[Opening Provided records section]

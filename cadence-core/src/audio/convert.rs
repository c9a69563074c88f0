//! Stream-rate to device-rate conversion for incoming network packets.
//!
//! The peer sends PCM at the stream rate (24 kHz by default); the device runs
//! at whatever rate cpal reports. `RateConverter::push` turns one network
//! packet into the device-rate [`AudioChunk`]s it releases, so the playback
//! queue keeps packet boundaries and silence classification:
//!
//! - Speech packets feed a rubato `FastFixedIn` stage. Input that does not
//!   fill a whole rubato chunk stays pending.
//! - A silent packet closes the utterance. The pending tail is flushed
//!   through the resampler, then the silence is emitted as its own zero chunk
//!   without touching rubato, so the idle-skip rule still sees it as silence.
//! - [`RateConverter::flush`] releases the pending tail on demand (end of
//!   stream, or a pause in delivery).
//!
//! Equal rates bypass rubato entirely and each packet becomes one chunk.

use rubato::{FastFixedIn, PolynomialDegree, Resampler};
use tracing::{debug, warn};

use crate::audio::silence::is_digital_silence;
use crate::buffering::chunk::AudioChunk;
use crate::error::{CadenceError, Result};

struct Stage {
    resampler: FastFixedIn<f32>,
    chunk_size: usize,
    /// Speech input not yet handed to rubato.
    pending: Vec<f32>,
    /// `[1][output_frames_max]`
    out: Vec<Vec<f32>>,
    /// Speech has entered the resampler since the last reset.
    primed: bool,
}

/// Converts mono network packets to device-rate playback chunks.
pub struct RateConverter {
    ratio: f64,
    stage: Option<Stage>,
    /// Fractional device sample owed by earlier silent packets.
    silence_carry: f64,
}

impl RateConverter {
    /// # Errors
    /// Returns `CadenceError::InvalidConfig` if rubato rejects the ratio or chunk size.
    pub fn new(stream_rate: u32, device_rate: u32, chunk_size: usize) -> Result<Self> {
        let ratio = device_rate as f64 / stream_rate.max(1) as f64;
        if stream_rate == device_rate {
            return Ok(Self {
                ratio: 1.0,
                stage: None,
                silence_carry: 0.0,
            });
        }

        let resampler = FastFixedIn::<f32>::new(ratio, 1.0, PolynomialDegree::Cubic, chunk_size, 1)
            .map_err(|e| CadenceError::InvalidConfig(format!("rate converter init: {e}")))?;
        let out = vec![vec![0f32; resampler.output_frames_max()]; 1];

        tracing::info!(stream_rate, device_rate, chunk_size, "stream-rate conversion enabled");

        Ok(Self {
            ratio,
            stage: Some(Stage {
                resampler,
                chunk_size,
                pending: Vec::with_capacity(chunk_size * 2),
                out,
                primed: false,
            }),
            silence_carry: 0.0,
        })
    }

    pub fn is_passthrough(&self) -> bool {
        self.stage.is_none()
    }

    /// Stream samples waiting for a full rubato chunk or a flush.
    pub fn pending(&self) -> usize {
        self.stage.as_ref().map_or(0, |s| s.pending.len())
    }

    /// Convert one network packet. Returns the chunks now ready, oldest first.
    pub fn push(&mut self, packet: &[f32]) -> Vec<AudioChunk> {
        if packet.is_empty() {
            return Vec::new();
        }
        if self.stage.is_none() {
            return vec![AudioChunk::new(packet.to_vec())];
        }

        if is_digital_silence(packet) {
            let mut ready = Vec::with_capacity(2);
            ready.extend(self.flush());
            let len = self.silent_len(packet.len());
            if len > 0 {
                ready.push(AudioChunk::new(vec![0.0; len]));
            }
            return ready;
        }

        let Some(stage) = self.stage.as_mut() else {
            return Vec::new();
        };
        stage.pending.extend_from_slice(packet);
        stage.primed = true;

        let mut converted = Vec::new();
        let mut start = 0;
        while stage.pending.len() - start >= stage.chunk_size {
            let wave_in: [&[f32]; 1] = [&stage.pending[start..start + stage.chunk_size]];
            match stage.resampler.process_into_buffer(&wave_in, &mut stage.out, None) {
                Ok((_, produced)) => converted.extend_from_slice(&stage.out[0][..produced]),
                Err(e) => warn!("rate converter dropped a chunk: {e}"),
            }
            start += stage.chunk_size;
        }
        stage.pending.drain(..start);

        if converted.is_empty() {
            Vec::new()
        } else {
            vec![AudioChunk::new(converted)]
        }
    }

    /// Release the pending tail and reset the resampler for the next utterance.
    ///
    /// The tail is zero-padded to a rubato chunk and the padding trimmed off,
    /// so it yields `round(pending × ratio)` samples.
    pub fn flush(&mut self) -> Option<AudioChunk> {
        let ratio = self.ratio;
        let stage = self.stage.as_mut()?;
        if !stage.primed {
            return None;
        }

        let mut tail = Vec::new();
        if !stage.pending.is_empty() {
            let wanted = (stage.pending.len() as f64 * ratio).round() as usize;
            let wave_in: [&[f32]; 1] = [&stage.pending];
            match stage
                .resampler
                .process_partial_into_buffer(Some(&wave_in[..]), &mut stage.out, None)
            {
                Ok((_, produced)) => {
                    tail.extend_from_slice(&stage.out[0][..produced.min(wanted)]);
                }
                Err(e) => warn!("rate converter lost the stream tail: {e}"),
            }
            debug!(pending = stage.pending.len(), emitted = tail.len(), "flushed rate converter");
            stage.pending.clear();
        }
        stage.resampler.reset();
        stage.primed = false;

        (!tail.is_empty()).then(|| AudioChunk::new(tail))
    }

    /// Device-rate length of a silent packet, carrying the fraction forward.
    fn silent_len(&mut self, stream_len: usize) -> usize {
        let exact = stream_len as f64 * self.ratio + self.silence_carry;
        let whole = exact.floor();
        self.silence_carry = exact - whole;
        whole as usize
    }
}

[Closing Provided records section]

» Task brief
Extract every line above that contains the word "wanted".

» Exercise answer
            let wanted = (stage.pending.len() as f64 * ratio).round() as usize;
                    tail.extend_from_slice(&stage.out[0][..produced.min(wanted)]);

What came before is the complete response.